GOP critic fires back: Is the Colorado Republican Party trying to hide something?

Some Colorado Republicans aren’t happy about the state vice chair’s request that fellow Republicans stop publicly dissecting the work of State Chair Steve House “word-by-word, line-by-line in an effort to demonstrate his incompetence (at best) or corruptness (at worst).”

In a sharp response to GOP Vice Chair Derrick Wilburn’s Dec. 28 open letter, longtime Republican activist Marilyn Marks asked Wilburn for specifics about why her scrutiny of House should be curtailed.

“My over-riding question here—Did I write something inaccurate, or untrue?” asked Marks in a letter to Wilburn. “Or are you objecting to my writing true statements that the party does not like seeing published?”

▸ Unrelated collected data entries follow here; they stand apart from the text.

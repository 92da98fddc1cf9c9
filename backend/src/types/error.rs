//! Universal error handling for the API

use axum::{
    http::StatusCode,
    response::{IntoResponse, Response},
    Json,
};
use serde::Serialize;

use crate::{media_storage::BucketError, types::extractors::IngestError};

/// Error body returned to clients: `{"error": "<message>"}`
#[derive(Debug, Serialize)]
pub struct ApiErrorResponse {
    /// Human-readable error message
    pub error: &'static str,
}

/// Application error type that wraps the API error response
#[derive(Debug)]
pub struct AppError {
    status: StatusCode,
    inner: ApiErrorResponse,
}

impl AppError {
    /// Message for backend failures
    pub const UPLOAD_FAILED: &'static str = "Failed to upload file";
    /// Message for failures that were not anticipated by the pipeline
    pub const PROCESSING_FAILED: &'static str = "Failed to process upload";

    /// Create a new application error
    #[must_use]
    pub const fn new(status: StatusCode, msg: &'static str) -> Self {
        Self {
            status,
            inner: ApiErrorResponse { error: msg },
        }
    }

    /// Generic 500 for unexpected failures
    #[must_use]
    pub const fn unhandled() -> Self {
        Self::new(StatusCode::INTERNAL_SERVER_ERROR, Self::PROCESSING_FAILED)
    }

    /// HTTP status of this error
    #[must_use]
    pub const fn status(&self) -> StatusCode {
        self.status
    }

    /// Message sent to the client
    #[must_use]
    pub const fn message(&self) -> &'static str {
        self.inner.error
    }
}

impl IntoResponse for AppError {
    fn into_response(self) -> Response {
        match self.status.as_u16() {
            400..=499 => tracing::warn!("Client error: {} - {}", self.status, self.inner.error),
            500..=599 => tracing::error!("Server error: {} - {}", self.status, self.inner.error),
            _ => {}
        }

        (self.status, Json(self.inner)).into_response()
    }
}

/// Convert ingestion errors to application errors
impl From<IngestError> for AppError {
    fn from(err: IngestError) -> Self {
        use IngestError::{Malformed, MissingFile, MultipleFiles, TooLarge};

        match &err {
            MissingFile => Self::new(StatusCode::BAD_REQUEST, "No file uploaded"),
            MultipleFiles => Self::new(StatusCode::BAD_REQUEST, "Only one file may be uploaded"),
            TooLarge => Self::new(StatusCode::PAYLOAD_TOO_LARGE, "File too large"),
            Malformed(reason) => {
                tracing::debug!("Malformed multipart body: {reason}");
                Self::new(StatusCode::BAD_REQUEST, "Malformed multipart body")
            }
        }
    }
}

/// Convert bucket errors to application errors
///
/// The cause is logged here and never reaches the response body.
impl From<BucketError> for AppError {
    fn from(err: BucketError) -> Self {
        match &err {
            BucketError::UpstreamError(msg) => tracing::error!("S3 upstream error: {msg}"),
            BucketError::S3Error(msg) | BucketError::AwsError(msg) => {
                tracing::error!("S3/AWS error: {msg}");
            }
        }

        Self::new(StatusCode::INTERNAL_SERVER_ERROR, Self::UPLOAD_FAILED)
    }
}
//! Set-Associative Cache Model.
//!
//! This module implements the line/set store of a set-associative cache and
//! the outcome of a single access against it. It provides:
//! 1. **Line grid:** `2^s` sets of `E` lines, allocated once and never resized.
//! 2. **Lookup:** Decoding an address and resolving it against its set.
//! 3. **Replacement:** Exact LRU through per-line age counters (see [`set`]).
//!
//! The model tracks presence and recency only; there is no timing, dirty
//! state, or write policy.

/// Per-line validity, tag, and age.
pub mod line;

/// Cache sets and the replacement engine.
pub mod set;

use std::fmt;

pub use self::line::CacheLine;
pub use self::set::CacheSet;
use crate::common::addr::DecodedAddr;
use crate::common::error::SimResult;
use crate::config::CacheConfig;

/// Result of one access to the cache.
#[derive(Clone, Copy, Debug, PartialEq, Eq, Hash)]
pub enum AccessOutcome {
    /// The block was present.
    Hit,
    /// The block was absent and was placed in a free line.
    MissFill,
    /// The block was absent and displaced the least recently used line.
    MissEvict {
        /// Tag of the block that was evicted.
        evicted_tag: u64,
    },
}

impl AccessOutcome {
    /// Returns true for [`AccessOutcome::Hit`].
    pub const fn is_hit(self) -> bool {
        matches!(self, Self::Hit)
    }

    /// Returns true for either kind of miss.
    pub const fn is_miss(self) -> bool {
        !self.is_hit()
    }

    /// Returns true if the access evicted a valid line.
    pub const fn is_eviction(self) -> bool {
        matches!(self, Self::MissEvict { .. })
    }
}

impl fmt::Display for AccessOutcome {
    /// Formats the outcome the way verbose trace output spells it.
    fn fmt(&self, f: &mut fmt::Formatter<'_>) -> fmt::Result {
        match self {
            Self::Hit => f.write_str("hit"),
            Self::MissFill => f.write_str("miss"),
            Self::MissEvict { .. } => f.write_str("miss eviction"),
        }
    }
}

/// A set-associative cache with LRU replacement.
#[derive(Clone, Debug)]
pub struct Cache {
    config: CacheConfig,
    sets: Vec<CacheSet>,
}

impl Cache {
    /// Builds an empty cache (every line invalid) for the given geometry.
    ///
    /// Only structural requirements are enforced here, so geometries with
    /// `s = 0` or `b = 0` are accepted; [`CacheConfig::validate`] applies the
    /// stricter rules used for user-supplied configuration.
    ///
    /// # Errors
    ///
    /// Returns [`crate::common::SimError::Configuration`] if the associativity
    /// is zero or the line grid is too large to allocate.
    pub fn new(config: &CacheConfig) -> SimResult<Self> {
        let lines = config.check_geometry()?;
        let num_sets = lines / config.associativity;
        let sets = (0..num_sets)
            .map(|_| CacheSet::new(config.associativity))
            .collect();
        Ok(Self {
            config: *config,
            sets,
        })
    }

    /// Geometry the cache was built with.
    pub const fn config(&self) -> &CacheConfig {
        &self.config
    }

    /// Number of sets (`2^s`).
    pub fn num_sets(&self) -> usize {
        self.sets.len()
    }

    /// Read-only view of the set at `index`, if it exists.
    pub fn set(&self, index: usize) -> Option<&CacheSet> {
        self.sets.get(index)
    }

    /// Iterates over all sets in index order.
    pub fn sets(&self) -> impl Iterator<Item = &CacheSet> {
        self.sets.iter()
    }

    /// Returns true if the block containing `addr` is cached. Does not touch recency.
    pub fn contains(&self, addr: u64) -> bool {
        let decoded = self.config.decode(addr);
        self.sets[decoded.set_index].contains(decoded.tag)
    }

    /// Accesses the block containing `addr`.
    #[inline]
    pub fn access(&mut self, addr: u64) -> AccessOutcome {
        let decoded = self.config.decode(addr);
        self.access_decoded(decoded)
    }

    /// Accesses an already decoded (set, tag) pair.
    ///
    /// `decoded` must come from this cache's geometry; the set index is
    /// always in range in that case.
    #[inline]
    pub fn access_decoded(&mut self, decoded: DecodedAddr) -> AccessOutcome {
        self.sets[decoded.set_index].access(decoded.tag)
    }
}
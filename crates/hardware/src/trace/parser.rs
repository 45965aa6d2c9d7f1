//! Trace line tokenizer.
//!
//! Malformed lines are not errors: they are skipped and counted, so a trace
//! with stray comments or truncated lines still replays.

use std::iter::Enumerate;
use std::str::Lines;

use super::{AccessKind, AccessRecord};

/// Parses one trace line.
///
/// Accepts `<kind> <hex-address>[,<size>]` with any surrounding whitespace.
/// The address may carry a `0x` prefix; the size, when present, is decimal.
/// Returns `None` for blank or malformed lines.
///
/// # Examples
///
/// ```
/// use csim_core::trace::{parse_line, AccessKind};
///
/// let rec = parse_line(" M 0421c7f0,4").unwrap();
/// assert_eq!(rec.kind, AccessKind::Modify);
/// assert_eq!(rec.address, 0x0421_c7f0);
/// assert_eq!(rec.size, Some(4));
///
/// assert!(parse_line("X 10,1").is_none());
/// ```
pub fn parse_line(line: &str) -> Option<AccessRecord> {
    let line = line.trim();
    let mut chars = line.chars();
    let kind = AccessKind::from_char(chars.next()?)?;
    let operand = chars.as_str().trim_start();

    let (addr, size) = match operand.split_once(',') {
        Some((addr, size)) => (addr, Some(size.trim())),
        None => (operand, None),
    };

    let address = parse_hex(addr.trim_end())?;
    let size = match size {
        Some(s) => Some(s.parse::<u32>().ok()?),
        None => None,
    };

    Some(AccessRecord {
        kind,
        address,
        size,
    })
}

/// Parses a hexadecimal address with an optional `0x`/`0X` prefix.
fn parse_hex(s: &str) -> Option<u64> {
    let digits = s
        .strip_prefix("0x")
        .or_else(|| s.strip_prefix("0X"))
        .unwrap_or(s);
    if digits.is_empty() || !digits.bytes().all(|b| b.is_ascii_hexdigit()) {
        return None;
    }
    u64::from_str_radix(digits, 16).ok()
}

/// Iterator over the well-formed records of a trace, in order.
///
/// Blank lines are skipped silently; other unparsable lines are skipped and
/// counted in [`TraceRecords::dropped`].
#[derive(Debug, Clone)]
pub struct TraceRecords<'a> {
    lines: Enumerate<Lines<'a>>,
    dropped: usize,
}

impl TraceRecords<'_> {
    /// Number of non-blank lines skipped as malformed so far.
    pub const fn dropped(&self) -> usize {
        self.dropped
    }
}

impl Iterator for TraceRecords<'_> {
    type Item = AccessRecord;

    fn next(&mut self) -> Option<AccessRecord> {
        for (idx, line) in self.lines.by_ref() {
            if let Some(record) = parse_line(line) {
                return Some(record);
            }
            if !line.trim().is_empty() {
                self.dropped += 1;
                tracing::trace!(line = idx + 1, text = line, "dropping malformed trace line");
            }
        }
        None
    }
}

/// Parses every line of `text`, yielding well-formed records in order.
pub fn parse_trace(text: &str) -> TraceRecords<'_> {
    TraceRecords {
        lines: text.lines().enumerate(),
        dropped: 0,
    }
}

Marks: “I see party officers here acting with irrational emotion because they are criticized for false financial reporting, financial mismanagement, flawed election processes, disparate application/violation of bylaws, and poor personnel decisions. If the criticism is unfounded, then answer it with facts. If the criticism is valid, then remedy the problem—don’t attempt to just shoot the messenger. If I am wrong, tell me where I’m wrong on the facts I allege. I make plenty of mistakes. I’ll correct errors immediately if you point them out.”

After being challenged on Facebook by Marks and others, Wilburn wrote in another post:

Wilburn: “Steve House is our boy. Whether I like it, you like it, Juan Valdez or Pope Francis likes it or not is moot. He’s carrying the baton on the final lap of this race. Watching closely is fine and good, but for Republicans to be actively sticking our feet out in an effort to trip him, I would argue, is counter-productive. When we show up at his speeches, record them, then post onto the internet with commentary that’s something we’d expect from ColoradoPols – we’re doing COPols’ job for them. The old ‘with friends like this who needs enemies?’ comes to mind. This is not helpful.”

Wilburn’s comments come after years of upheaval within the Colorado Republican Party, as it has slowly lost power in the state, as chronicled not just by liberal ColoradoPols but all media outlets in the Colorado.

Grassroots GOP activists claim that Republican Party mismanagement, in addition to unprincipled candidates, backed by powerful but clueless establishment interests, are the root cause of the GOP’s problems.

Other Republicans argue that GOP activists and GOP base voters in Colorado, who take ardent conservative stands on an array of issues, are out of touch with mainstream Colorado opinion. These so-called liberty activists, they argue, scare off the swing voting bocs, like Hispanics and women, needed to win elections in this state.